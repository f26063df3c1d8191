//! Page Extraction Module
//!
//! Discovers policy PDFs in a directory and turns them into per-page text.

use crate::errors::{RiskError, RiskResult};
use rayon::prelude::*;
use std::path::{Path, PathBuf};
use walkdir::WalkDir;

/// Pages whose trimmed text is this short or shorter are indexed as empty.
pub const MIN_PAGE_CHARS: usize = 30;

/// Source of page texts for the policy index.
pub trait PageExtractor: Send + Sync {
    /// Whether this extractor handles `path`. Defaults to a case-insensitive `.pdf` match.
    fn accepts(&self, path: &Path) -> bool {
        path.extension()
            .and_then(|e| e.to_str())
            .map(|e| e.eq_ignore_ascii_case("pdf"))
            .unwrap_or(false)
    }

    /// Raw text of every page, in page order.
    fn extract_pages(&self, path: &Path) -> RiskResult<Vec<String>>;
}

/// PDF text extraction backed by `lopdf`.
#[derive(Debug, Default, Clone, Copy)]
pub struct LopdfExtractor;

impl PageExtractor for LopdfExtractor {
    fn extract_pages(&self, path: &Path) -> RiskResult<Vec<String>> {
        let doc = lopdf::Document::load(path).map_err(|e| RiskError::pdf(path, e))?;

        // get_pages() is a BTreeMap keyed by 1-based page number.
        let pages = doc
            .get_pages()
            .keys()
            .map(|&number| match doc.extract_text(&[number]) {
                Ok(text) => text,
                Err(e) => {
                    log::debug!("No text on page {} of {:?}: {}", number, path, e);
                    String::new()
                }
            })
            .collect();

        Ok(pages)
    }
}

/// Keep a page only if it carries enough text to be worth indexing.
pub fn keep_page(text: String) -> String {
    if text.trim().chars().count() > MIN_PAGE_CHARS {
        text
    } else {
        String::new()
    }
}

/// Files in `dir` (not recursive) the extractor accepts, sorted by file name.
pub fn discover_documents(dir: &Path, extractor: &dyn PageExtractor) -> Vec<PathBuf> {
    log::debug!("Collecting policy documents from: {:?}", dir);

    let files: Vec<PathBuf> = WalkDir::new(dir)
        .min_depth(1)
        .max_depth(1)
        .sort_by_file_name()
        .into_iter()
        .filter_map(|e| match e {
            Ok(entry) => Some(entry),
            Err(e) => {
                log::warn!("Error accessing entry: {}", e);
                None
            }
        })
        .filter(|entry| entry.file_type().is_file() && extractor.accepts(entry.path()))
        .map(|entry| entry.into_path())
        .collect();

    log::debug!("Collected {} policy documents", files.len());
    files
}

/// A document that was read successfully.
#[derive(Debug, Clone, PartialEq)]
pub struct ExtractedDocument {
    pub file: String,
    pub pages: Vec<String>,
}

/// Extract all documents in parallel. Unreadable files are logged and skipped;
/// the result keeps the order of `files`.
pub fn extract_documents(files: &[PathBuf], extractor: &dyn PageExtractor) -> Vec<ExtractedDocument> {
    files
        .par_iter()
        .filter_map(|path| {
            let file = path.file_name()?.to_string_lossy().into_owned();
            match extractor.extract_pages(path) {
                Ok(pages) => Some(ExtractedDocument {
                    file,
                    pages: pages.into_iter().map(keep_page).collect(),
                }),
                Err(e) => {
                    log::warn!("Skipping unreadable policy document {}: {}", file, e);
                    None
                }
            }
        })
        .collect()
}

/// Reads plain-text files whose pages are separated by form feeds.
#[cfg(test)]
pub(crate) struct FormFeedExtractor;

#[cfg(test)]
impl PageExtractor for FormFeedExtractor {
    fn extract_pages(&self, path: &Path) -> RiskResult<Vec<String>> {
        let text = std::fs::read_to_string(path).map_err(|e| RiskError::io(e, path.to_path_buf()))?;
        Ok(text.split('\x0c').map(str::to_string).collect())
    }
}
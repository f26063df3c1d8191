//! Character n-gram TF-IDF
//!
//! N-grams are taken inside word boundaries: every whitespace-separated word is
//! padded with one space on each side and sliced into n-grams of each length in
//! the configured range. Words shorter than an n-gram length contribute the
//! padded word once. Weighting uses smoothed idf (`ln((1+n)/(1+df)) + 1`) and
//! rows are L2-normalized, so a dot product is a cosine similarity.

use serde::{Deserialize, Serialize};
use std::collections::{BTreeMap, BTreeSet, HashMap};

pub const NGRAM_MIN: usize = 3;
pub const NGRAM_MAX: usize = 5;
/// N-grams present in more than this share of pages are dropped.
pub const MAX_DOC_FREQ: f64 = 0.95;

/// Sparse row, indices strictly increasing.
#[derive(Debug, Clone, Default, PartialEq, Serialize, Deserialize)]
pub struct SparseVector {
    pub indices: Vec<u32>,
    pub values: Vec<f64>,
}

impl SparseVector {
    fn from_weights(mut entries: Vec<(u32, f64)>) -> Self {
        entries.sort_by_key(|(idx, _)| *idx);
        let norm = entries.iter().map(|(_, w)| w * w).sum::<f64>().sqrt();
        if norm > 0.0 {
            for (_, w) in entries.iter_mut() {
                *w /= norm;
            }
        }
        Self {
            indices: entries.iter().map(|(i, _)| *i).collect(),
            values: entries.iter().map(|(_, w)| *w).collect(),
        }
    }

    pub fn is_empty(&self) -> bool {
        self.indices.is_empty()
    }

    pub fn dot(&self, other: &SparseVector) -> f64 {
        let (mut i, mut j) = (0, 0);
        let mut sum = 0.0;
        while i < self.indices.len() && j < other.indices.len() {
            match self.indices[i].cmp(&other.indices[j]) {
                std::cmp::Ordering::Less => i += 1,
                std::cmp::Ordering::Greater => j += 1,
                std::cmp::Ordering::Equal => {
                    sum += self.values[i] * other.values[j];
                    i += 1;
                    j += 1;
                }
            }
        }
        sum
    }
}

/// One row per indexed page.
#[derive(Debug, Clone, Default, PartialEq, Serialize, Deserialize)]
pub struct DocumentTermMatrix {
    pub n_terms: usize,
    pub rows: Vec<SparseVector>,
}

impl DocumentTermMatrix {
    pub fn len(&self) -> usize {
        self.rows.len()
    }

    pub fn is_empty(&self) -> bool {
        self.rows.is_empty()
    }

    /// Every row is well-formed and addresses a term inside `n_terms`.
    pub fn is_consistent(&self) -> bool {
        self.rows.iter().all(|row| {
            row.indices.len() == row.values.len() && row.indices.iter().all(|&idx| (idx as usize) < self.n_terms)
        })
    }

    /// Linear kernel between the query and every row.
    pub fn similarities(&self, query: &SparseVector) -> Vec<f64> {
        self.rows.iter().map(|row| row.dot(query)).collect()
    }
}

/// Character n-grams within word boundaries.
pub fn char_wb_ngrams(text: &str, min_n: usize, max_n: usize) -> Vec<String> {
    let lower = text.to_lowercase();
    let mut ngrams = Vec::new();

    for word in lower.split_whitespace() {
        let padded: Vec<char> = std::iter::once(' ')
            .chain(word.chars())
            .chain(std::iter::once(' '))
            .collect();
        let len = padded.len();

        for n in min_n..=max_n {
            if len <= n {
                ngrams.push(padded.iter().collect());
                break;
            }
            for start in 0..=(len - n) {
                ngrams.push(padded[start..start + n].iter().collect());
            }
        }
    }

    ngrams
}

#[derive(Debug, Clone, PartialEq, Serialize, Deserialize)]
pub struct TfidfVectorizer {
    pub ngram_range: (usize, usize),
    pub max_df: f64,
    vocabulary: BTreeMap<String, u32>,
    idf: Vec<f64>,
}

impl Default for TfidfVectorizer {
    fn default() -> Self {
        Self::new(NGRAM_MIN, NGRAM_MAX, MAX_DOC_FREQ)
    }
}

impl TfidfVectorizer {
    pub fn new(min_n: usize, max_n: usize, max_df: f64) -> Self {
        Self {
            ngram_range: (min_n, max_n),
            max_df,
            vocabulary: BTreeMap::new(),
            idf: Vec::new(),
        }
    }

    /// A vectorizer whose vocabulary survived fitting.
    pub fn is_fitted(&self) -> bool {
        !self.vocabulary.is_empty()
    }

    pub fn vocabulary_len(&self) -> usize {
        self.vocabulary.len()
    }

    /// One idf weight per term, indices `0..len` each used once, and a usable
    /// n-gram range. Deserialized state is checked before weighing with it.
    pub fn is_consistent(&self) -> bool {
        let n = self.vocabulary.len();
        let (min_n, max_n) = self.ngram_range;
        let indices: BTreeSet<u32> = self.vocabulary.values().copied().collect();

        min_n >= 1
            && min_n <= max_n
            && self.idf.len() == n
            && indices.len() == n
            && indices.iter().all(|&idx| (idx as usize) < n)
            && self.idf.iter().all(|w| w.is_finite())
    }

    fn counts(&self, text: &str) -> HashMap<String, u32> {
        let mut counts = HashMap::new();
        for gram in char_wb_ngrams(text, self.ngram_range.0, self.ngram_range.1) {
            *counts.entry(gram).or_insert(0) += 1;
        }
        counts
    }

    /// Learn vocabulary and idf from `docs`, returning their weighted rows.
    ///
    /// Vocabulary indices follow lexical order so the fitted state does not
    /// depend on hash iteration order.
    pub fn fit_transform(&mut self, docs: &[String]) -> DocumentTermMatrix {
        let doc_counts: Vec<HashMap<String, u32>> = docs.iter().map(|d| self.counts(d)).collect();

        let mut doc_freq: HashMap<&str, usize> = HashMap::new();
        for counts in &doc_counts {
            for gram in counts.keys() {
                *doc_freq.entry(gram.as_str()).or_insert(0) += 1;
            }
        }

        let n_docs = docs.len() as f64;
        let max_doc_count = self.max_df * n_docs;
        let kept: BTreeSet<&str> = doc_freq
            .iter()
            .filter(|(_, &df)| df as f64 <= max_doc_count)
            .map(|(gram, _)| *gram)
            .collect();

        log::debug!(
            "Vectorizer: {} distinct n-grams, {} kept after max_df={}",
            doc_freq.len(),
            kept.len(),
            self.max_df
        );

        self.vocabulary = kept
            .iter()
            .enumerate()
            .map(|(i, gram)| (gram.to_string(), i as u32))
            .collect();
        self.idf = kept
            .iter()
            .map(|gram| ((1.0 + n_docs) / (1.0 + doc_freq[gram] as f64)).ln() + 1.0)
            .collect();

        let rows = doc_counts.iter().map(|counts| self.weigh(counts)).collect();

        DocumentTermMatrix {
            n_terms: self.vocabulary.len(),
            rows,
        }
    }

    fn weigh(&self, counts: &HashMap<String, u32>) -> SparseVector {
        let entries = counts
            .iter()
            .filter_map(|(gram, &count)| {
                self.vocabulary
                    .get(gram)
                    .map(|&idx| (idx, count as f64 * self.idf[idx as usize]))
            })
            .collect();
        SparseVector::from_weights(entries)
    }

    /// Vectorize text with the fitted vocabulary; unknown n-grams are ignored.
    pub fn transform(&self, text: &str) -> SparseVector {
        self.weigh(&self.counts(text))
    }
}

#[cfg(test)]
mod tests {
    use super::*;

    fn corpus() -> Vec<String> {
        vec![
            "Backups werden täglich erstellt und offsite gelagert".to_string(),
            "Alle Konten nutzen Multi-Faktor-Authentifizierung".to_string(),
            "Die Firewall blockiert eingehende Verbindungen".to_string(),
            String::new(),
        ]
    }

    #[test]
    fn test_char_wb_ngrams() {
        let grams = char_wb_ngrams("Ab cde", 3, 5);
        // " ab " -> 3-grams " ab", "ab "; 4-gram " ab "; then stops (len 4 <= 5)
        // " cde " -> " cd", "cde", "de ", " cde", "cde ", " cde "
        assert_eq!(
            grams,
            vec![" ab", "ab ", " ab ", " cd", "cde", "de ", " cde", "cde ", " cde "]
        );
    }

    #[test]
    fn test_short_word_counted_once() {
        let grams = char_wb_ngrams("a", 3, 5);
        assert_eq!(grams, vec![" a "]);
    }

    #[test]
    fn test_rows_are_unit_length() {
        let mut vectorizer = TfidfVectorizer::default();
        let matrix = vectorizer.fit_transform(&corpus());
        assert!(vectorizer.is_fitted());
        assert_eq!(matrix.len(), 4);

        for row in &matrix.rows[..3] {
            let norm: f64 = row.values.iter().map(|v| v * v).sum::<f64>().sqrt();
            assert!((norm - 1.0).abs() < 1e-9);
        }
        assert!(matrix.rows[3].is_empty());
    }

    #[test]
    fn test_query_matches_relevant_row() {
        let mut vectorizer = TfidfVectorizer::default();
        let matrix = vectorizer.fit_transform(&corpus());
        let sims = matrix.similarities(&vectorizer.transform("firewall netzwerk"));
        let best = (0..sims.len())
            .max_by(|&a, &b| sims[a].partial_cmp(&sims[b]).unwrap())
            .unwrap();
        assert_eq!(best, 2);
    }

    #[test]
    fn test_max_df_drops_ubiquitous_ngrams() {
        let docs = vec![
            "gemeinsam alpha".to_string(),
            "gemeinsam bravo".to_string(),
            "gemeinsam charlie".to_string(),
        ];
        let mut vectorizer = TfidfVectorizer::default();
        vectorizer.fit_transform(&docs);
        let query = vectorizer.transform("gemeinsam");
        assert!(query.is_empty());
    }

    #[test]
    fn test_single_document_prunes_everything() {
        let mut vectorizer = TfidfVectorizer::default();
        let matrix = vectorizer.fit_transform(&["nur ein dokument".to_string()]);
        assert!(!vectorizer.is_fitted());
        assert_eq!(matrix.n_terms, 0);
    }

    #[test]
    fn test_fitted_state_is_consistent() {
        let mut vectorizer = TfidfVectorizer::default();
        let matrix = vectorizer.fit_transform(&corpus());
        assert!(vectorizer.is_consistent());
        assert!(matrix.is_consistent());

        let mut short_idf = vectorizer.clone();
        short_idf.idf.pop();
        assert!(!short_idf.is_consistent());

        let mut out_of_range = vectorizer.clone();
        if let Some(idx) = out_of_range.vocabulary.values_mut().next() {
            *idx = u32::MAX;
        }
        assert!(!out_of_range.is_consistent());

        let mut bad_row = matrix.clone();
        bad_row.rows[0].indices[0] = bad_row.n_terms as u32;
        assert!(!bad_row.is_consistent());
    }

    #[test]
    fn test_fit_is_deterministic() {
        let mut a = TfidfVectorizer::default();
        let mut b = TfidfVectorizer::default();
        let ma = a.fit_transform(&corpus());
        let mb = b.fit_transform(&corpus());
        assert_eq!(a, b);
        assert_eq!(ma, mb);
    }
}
■ ■ ■ ■ ■ ■ ■
■ Problem to solve: Show each line of the records above containing "BTreeMap".

■ Solution to this exercise:
        // get_pages() is a BTreeMap keyed by 1-based page number.
use std::collections::{BTreeMap, BTreeSet, HashMap};
    vocabulary: BTreeMap<String, u32>,
            vocabulary: BTreeMap::new(),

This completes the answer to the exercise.